BMZ Zambia Portfolios

Piloting incentive-based agricultural portfolios for nutrition and resilience in Zambia (BMZ Zambia Portfolios)

Work package: Value chains, indigenous food crops, entrepreneurial skills, business aspirations and upgrading strategies

Project Brief:

Availability and access to nutritious food throughout the year and poverty reduction constitute a major focus of development throughout Africa. With increasing biophysical threats to smallholder agricultural activities due to climate variability and change and depletion of soil fertility, attention is placed on how the collection of indigenous food crops and production of staple foods can serve as a complementary pathway to improve smallholders’ nutritional diets and poverty status. However, markets for many of these indigenous food crops are thin with unfitting coordination mechanisms and low small­holder entrepreneurial orientation and aspirations that limit the economic potentials of these crops across gender in terms of cash income generation in rural farming communities as well as diversified food baskets for consumers in urban areas.

In this context, the overall project aims to contribute to the reduction of malnutrition and poverty among farming house­holds by developing smallholder-oriented interventions that help to minimize seasonal hunger and nutrient gaps and diversify smallholder diets and income opportunities in Zambia. Our project aims to bring nutrition and resilience to farming households by growing portfolios of diverse fruit ("food") trees including cultivated and wild fruits, integrated with existing systems of vegetables, pulses, staple crops, so that smallholders can improve their health, livelihoods, and their environment.

Components

We are developing and rolling out portfolios of micronutrient-providing trees (and other complementary crops) to a targeted 10,000 households. The project is operating in three provinces in Zambia (Eastern, Muchinga, Central). The project comprises six interconnected components, the first four are knowledge-based activities, which involve generating evidence for adapting and contextualising the food tree-crop portfolio innovation, and two outreach activities which lay the foundations for scaling.

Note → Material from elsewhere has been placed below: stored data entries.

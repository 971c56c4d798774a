//! Calculator page wiring
//!
//! Reproduces the browser page over [`MockDom`]: buttons tagged with
//! `data-number`, `data-operation` or `data-action`, a document `keydown`
//! listener, and the two display elements. Every event runs one core
//! command, refreshes both lines, then restarts the press animation on
//! the matching button.

use tracing::trace;

use super::dom::{DomElement, DomEvent, MockDom};
use crate::core::{CalculatorState, DisplayFormat, Operator};
use crate::driver::CalculatorDriver;
use crate::keymap::{Command, KEYPAD_LAYOUT};

/// Element id of the previous-operand line
pub const PREVIOUS_OPERAND_ID: &str = "previous-operand";
/// Element id of the current-operand line
pub const CURRENT_OPERAND_ID: &str = "current-operand";
/// Class toggled to play the press animation
pub const PRESSED_CLASS: &str = "pressed";

/// The calculator page: core state plus its document
#[derive(Debug)]
pub struct CalculatorPage {
    state: CalculatorState,
    dom: MockDom,
}

impl Default for CalculatorPage {
    fn default() -> Self {
        Self::new()
    }
}

impl CalculatorPage {
    /// Builds the page with the default display format
    #[must_use]
    pub fn new() -> Self {
        Self::with_format(DisplayFormat::default())
    }

    /// Builds the page with a custom display format
    #[must_use]
    pub fn with_format(format: DisplayFormat) -> Self {
        let mut page = Self {
            state: CalculatorState::with_format(format),
            dom: build_document(),
        };
        page.update_display();
        page
    }

    /// Returns the core state
    #[must_use]
    pub fn state(&self) -> &CalculatorState {
        &self.state
    }

    /// Returns the document
    #[must_use]
    pub fn dom(&self) -> &MockDom {
        &self.dom
    }

    /// Text currently shown on the current-operand line
    #[must_use]
    pub fn current_text(&self) -> &str {
        self.dom.get_element_text(CURRENT_OPERAND_ID).unwrap_or_default()
    }

    /// Text currently shown on the previous-operand line
    #[must_use]
    pub fn previous_text(&self) -> &str {
        self.dom.get_element_text(PREVIOUS_OPERAND_ID).unwrap_or_default()
    }

    /// Ids of buttons that are mid-animation
    #[must_use]
    pub fn pressed_buttons(&self) -> Vec<&str> {
        self.buttons()
            .filter(|e| e.has_class(PRESSED_CLASS))
            .map(|e| e.id.as_str())
            .collect()
    }

    /// Dispatches an event to the page
    pub fn dispatch(&mut self, event: DomEvent) -> Option<Command> {
        self.dom.record_event(event.clone());
        match event {
            DomEvent::Click { element_id } => self.on_click(&element_id),
            DomEvent::KeyDown { key } => self.on_key_down(&key),
            DomEvent::AnimationEnd { element_id } => {
                if let Some(button) = self.dom.get_element_mut(&element_id) {
                    button.remove_class(PRESSED_CLASS);
                }
                None
            }
        }
    }

    /// Clicks a button by id
    pub fn click(&mut self, element_id: &str) -> Option<Command> {
        self.dispatch(DomEvent::click(element_id))
    }

    /// Sends a document keydown
    pub fn key_down(&mut self, key: &str) -> Option<Command> {
        self.dispatch(DomEvent::key_down(key))
    }

    /// Ends the press animation on a button
    pub fn animation_end(&mut self, element_id: &str) {
        self.dispatch(DomEvent::animation_end(element_id));
    }

    fn on_click(&mut self, element_id: &str) -> Option<Command> {
        let command = self.dom.get_element(element_id).and_then(button_command)?;
        self.run(command, element_id.to_string());
        Some(command)
    }

    fn on_key_down(&mut self, key: &str) -> Option<Command> {
        let command = Command::from_key(key)?;
        let button_id = self.find_button(command).map(|e| e.id.clone());
        match button_id {
            Some(id) => self.run(command, id),
            None => {
                self.state.apply(command);
                self.update_display();
            }
        }
        Some(command)
    }

    fn run(&mut self, command: Command, button_id: String) {
        trace!(?command, button = %button_id, "page input");
        self.state.apply(command);
        self.update_display();
        self.animate_button(&button_id);
    }

    /// Writes both display lines
    fn update_display(&mut self) {
        let current = self.state.current_display_text();
        let previous = self.state.previous_display_text();
        self.dom.set_element_text(CURRENT_OPERAND_ID, &current);
        self.dom.set_element_text(PREVIOUS_OPERAND_ID, &previous);
    }

    /// Removes then re-adds the pressed class so a running animation restarts
    fn animate_button(&mut self, button_id: &str) {
        if let Some(button) = self.dom.get_element_mut(button_id) {
            button.remove_class(PRESSED_CLASS);
            button.add_class(PRESSED_CLASS);
        }
    }

    fn find_button(&self, command: Command) -> Option<&DomElement> {
        match command {
            Command::AppendDigit(c) => self
                .dom
                .query_attr_value("data-number", c.encode_utf8(&mut [0; 4])),
            Command::ChooseOperator(op) => self.dom.query_attr_value("data-operation", op.symbol()),
            Command::Compute => self.dom.query_attr_value("data-action", "equals"),
            Command::DeleteLastChar => self.dom.query_attr_value("data-action", "delete"),
            Command::Clear => self.dom.query_attr_value("data-action", "clear"),
        }
    }

    fn buttons(&self) -> impl Iterator<Item = &DomElement> {
        ["data-number", "data-operation", "data-action"]
            .into_iter()
            .flat_map(|attr| self.dom.query_by_attr(attr))
    }
}

/// Reads the command a button performs from its data attributes and label
fn button_command(button: &DomElement) -> Option<Command> {
    if button.has_attr("data-number") {
        let mut chars = button.text_content.chars();
        return match (chars.next(), chars.next()) {
            (Some(c), None) => Some(Command::AppendDigit(c)),
            _ => None,
        };
    }
    if button.has_attr("data-operation") {
        return Operator::from_token(&button.text_content)
            .ok()
            .map(Command::ChooseOperator);
    }
    match button.get_attr("data-action")? {
        "equals" => Some(Command::Compute),
        "delete" => Some(Command::DeleteLastChar),
        "clear" => Some(Command::Clear),
        _ => None,
    }
}

/// Builds the page markup: display lines then the keypad grid
fn build_document() -> MockDom {
    let mut dom = MockDom::new();
    dom.register_element(DomElement::new("div").with_id("calculator").with_class("calculator-grid"));

    dom.append_child(
        "calculator",
        DomElement::new("div").with_id("output").with_class("output"),
    );
    dom.append_child(
        "output",
        DomElement::new("div")
            .with_id(PREVIOUS_OPERAND_ID)
            .with_class("previous-operand"),
    );
    dom.append_child(
        "output",
        DomElement::new("div")
            .with_id(CURRENT_OPERAND_ID)
            .with_class("current-operand"),
    );

    for command in KEYPAD_LAYOUT.iter().flatten().flatten() {
        let label = command.label();
        let mut button = DomElement::new("button")
            .with_id(&command.button_id())
            .with_text(&label);
        button = match command {
            Command::AppendDigit(_) => button.with_attr("data-number", &label),
            Command::ChooseOperator(_) => button.with_attr("data-operation", &label),
            Command::Compute => button.with_attr("data-action", "equals").with_class("span-two"),
            Command::DeleteLastChar => button.with_attr("data-action", "delete"),
            Command::Clear => button.with_attr("data-action", "clear"),
        };
        dom.append_child("calculator", button);
    }

    dom
}

impl CalculatorDriver for CalculatorPage {
    fn press_key(&mut self, key: &str) {
        self.key_down(key);
    }

    fn click_button(&mut self, button_id: &str) {
        self.click(button_id);
    }

    fn current_display(&self) -> String {
        self.current_text().to_string()
    }

    fn previous_display(&self) -> String {
        self.previous_text().to_string()
    }

    fn reset(&mut self) {
        self.state.clear();
        self.update_display();
        self.dom.clear_event_history();
    }
}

Component 1. Evaluating food tree-crop portfolio adoption in Kenya using a nuanced adoption gradient to evaluate uptake of the technology to inform further piloting in Zambia.

Component 2. Customising nutritious food tree-crop portfolios for three localities in Zambia which will address seasonal food and nutritional gaps in local diets.

Component 3. Validating and refining food tree-crop portfolios through farm system analyses and understanding farmer aspirations, including gender and youth considerations.

Component 4. Laying the foundations for adoption and exploring market opportunities and value chain interventions for priority food tree-crop portfolio produce.

Component 5. Creating a conducive scaling environment through enhancing seed system infrastructure via three resource and delivery centres for quality seed and seedling production.

Component 6. Strengthening extension actor and smallholder farmer capacities, with at least 100 NARS, development organisation and private sector extension actors trained on food tree-crop portfolio establishment and management and developing and disseminating three tailored communication products to smallholder farmers.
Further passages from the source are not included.